In OS X Mavericks, the linen-texture background in Mission Control has been changed into a dark-grey background, as a part of moving away from skeuomorphism.

In OS X Yosemite, the dark-grey background has been replaced with a translucent background, lightly showing the desktop's background and the desktop no longer zooms out.

In OS X El Capitan, the grouped window by app view has been changed into ungrouped windows view by default and the translucent background has been changed to it being transparent that fully shows the desktop's background.

In macOS Catalina, Dashboard has been discontinued, therefore removing Dashboard from view permanently (if it was previously activated) in Mission Control.

== Undocumented features ==

The "blob" was a hidden and undocumented interface to Exposé that was discovered by a member of the MacNN forums.
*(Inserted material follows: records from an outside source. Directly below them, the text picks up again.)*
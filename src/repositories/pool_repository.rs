use super::store::{RecordStore, Shared};
use crate::error::{AppError, AppResult};
use crate::models::{Certificate, Pool, PoolId};

/// Repository for prize pools
pub struct PoolRepository {
    store: RecordStore<Pool>,
}

impl PoolRepository {
    /// Create a new, empty PoolRepository
    pub fn new() -> Self {
        Self {
            store: RecordStore::new("Pool"),
        }
    }

    pub async fn create(&self, pool: Pool) -> AppResult<Shared<Pool>> {
        self.store.insert(pool.id, pool).await
    }

    pub async fn get(&self, id: PoolId) -> AppResult<Shared<Pool>> {
        self.store.get(id).await
    }

    pub async fn snapshot(&self, id: PoolId) -> AppResult<Pool> {
        self.store.snapshot(id).await
    }

    pub async fn list_ids(&self) -> Vec<PoolId> {
        self.store.ids().await
    }

    /// Enter a certificate into a pool
    ///
    /// Returns false when the certificate was already an entrant.
    pub async fn add_entrant(&self, pool_id: PoolId, certificate: &Certificate) -> AppResult<bool> {
        let handle = self.get(pool_id).await?;
        let mut pool = handle.lock().await;

        if pool.tournament_id != certificate.tournament_id {
            return Err(AppError::Validation(format!(
                "Certificate {} belongs to tournament {}, pool {} runs on tournament {}",
                certificate.id, certificate.tournament_id, pool_id, pool.tournament_id
            )));
        }

        Ok(pool.entrants.insert(certificate.id))
    }

    /// Credit funds collected by the treasury, returns the new total
    pub async fn add_funds(&self, pool_id: PoolId, amount: u128) -> AppResult<u128> {
        let handle = self.get(pool_id).await?;
        let mut pool = handle.lock().await;

        pool.total_funds = pool.total_funds.checked_add(amount).ok_or_else(|| {
            AppError::InvariantViolation(format!("Funds of pool {} overflow", pool_id))
        })?;

        Ok(pool.total_funds)
    }
}

impl Default for PoolRepository {
    fn default() -> Self {
        Self::new()
    }
}
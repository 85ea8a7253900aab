//! Bracket Pool Library
//!
//! Round state machine, bracket scoring, pool leaderboards and reward tiers
//! for single-elimination prediction tournaments.

pub mod bracket;
pub mod clock;
pub mod config;
pub mod error;
pub mod models;
pub mod notifier;
pub mod repositories;
pub mod scenario;
pub mod services;

// Re-export commonly used types
pub use config::{AppConfig, EngineConfig};
pub use error::{AppError, AppResult, ErrorKind};

use clock::Clock;
use notifier::EventNotifier;
use repositories::*;
use services::*;
use std::sync::Arc;

/// Application state containing all repositories and services
pub struct AppState {
    pub config: EngineConfig,
    pub clock: Arc<dyn Clock>,
    pub notifier: EventNotifier,
    pub tournament_repo: Arc<TournamentRepository>,
    pub certificate_repo: Arc<CertificateRepository>,
    pub pool_repo: Arc<PoolRepository>,
    pub distribution_repo: Arc<DistributionRepository>,
    pub rounds: RoundService,
    pub oracle: OracleService,
    pub scoring: ScoringService,
    pub leaderboards: LeaderboardService,
    pub rewards: RewardService,
}

impl AppState {
    /// Create a new AppState with empty repositories
    pub fn new(config: EngineConfig, clock: Arc<dyn Clock>, treasury: Arc<dyn Treasury>) -> Self {
        let notifier = EventNotifier::new(config.event_buffer);
        let tournament_repo = Arc::new(TournamentRepository::new());
        let certificate_repo = Arc::new(CertificateRepository::new());
        let pool_repo = Arc::new(PoolRepository::new());
        let distribution_repo = Arc::new(DistributionRepository::new());

        Self {
            rounds: RoundService::new(tournament_repo.clone(), clock.clone(), notifier.clone()),
            oracle: OracleService::new(tournament_repo.clone(), notifier.clone()),
            scoring: ScoringService::new(
                tournament_repo.clone(),
                certificate_repo.clone(),
                clock.clone(),
                notifier.clone(),
                config.clone(),
            ),
            leaderboards: LeaderboardService::new(
                pool_repo.clone(),
                tournament_repo.clone(),
                certificate_repo.clone(),
                distribution_repo.clone(),
                clock.clone(),
                notifier.clone(),
                config.clone(),
            ),
            rewards: RewardService::new(
                pool_repo.clone(),
                distribution_repo.clone(),
                treasury,
                notifier.clone(),
            ),
            config,
            clock,
            notifier,
            tournament_repo,
            certificate_repo,
            pool_repo,
            distribution_repo,
        }
    }
}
When clicked, it enabled the "Application Windows" mode. When Option+click, it enabled the "All Windows" mode.

Another undocumented feature of Exposé was for the show desktop function. It placed all the open windows in a small box on the screen that can be moved to anywhere on the screen. This function had some bugs, such as after exiting the show desktop mode, the foremost window will not have a shadow and the user will not be able to move the window. However, this was easily fixed by using the show all function. It also had another bug that causes an area of screen the width of the minimised preview to become unresponsive to mouse clicks requiring the windowserver to be restarted.
==Mission control evolution==
Using the Shift key, Mission Control can be activated in slow motion, as can Dashboard and the minimise effect and several other animations. This is the same effect that was demonstrated by Steve Jobs during the unveiling of Exposé during the 2003 Worldwide Developers Conference.

== Similar alternatives on other Operating Systems ==
Similar effects are used on other operating systems.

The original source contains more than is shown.